Under the Constitution, the branches of government–the executive, legislative, and judicial–are granted powers as the central or Federal Government. The Tenth Amendment serves as a system of checks and balances by providing certain authority to the States, which would prevent the central Federal Government from garnering too much power and creating the potential of what the United States already had experienced with England.

The Tenth Amendment is evident in today’s world and has modern applications. States will employ the Tenth Amendment in certain situations when they seek exemption from regulations created by the Federal Government. Federalism allows for states to impose certain laws that are to be governed by each individual state.

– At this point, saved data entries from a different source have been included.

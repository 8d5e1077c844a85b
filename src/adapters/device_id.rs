//! Device identity derived from the ESP32 factory MAC address.
//!
//! - `mac_string`: `24:0A:C4:00:11:22`, reported by `INFO`
//! - `mac_path`: `24_0A_C4_00_11_22`, the name-service lookup key
//! - `default_name`: `node-xxyyzz`, used until the name service assigns one

use core::fmt::Write;

/// Full 6-byte MAC address.
pub type MacAddress = [u8; 6];

/// Read the factory MAC address from eFuse.
#[cfg(target_os = "espidf")]
pub fn read_mac() -> MacAddress {
    let mut mac: MacAddress = [0u8; 6];
    unsafe {
        esp_idf_svc::sys::esp_efuse_mac_get_default(mac.as_mut_ptr());
    }
    mac
}

/// Simulation: returns a deterministic fake MAC.
#[cfg(not(target_os = "espidf"))]
pub fn read_mac() -> MacAddress {
    [0xDE, 0xAD, 0xBE, 0xEF, 0xCA, 0xFE]
}

fn joined(mac: &MacAddress, sep: char) -> String {
    let mut out = String::with_capacity(17);
    for (i, b) in mac.iter().enumerate() {
        if i > 0 {
            out.push(sep);
        }
        let _ = write!(out, "{:02X}", b);
    }
    out
}

/// Uppercase, colon-separated.
pub fn mac_string(mac: &MacAddress) -> String {
    joined(mac, ':')
}

/// Uppercase, underscore-separated, safe as a URL path segment.
pub fn mac_path(mac: &MacAddress) -> String {
    joined(mac, '_')
}

/// Default node name from the last 3 MAC bytes.
/// Format: `node-xxyyzz` (lowercase, fits the persisted name field).
pub fn default_name(mac: &MacAddress) -> String {
    format!("node-{:02x}{:02x}{:02x}", mac[3], mac[4], mac[5])
}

States will often have their own labor and environment controls that are free from Federal statutes. Such was the case inNew York v. the United States, where certain Federal laws imposed certain regulations regarding the Low-Level Radioactive Waste Policy Amendments Act. A particular provision was questioned and brought before the Supreme Court, with the State of New York claiming that the Federal Government did not have the authority to hold states liable for damages regarding waste. Under Federal provisions, States were responsible for all waste within their borders and would be liable for any damages incurred by such waste. The Tenth Amendment was upheld and the Supreme Court ruled that such an imposition violated the provisions under the Amendment.

Another example would be the Brady Handgun Violence Prevention Act, which required all states to conduct background checks on those seeking to purchase handguns. The Tenth Amendment would also render this Federal legislation as unconstitutional.

One of the current topics of controversy under the Obama Administration is in regard to an application of the Tenth Amendment to State medical marijuana laws. Currently, there are fourteen states that have implemented marijuana laws that permit its use for medical purposes. The passing of such state laws is legal under the Tenth Amendment, but the dispute arises out of the authority the Federal Government has over laws regarding illicit or controlled substances.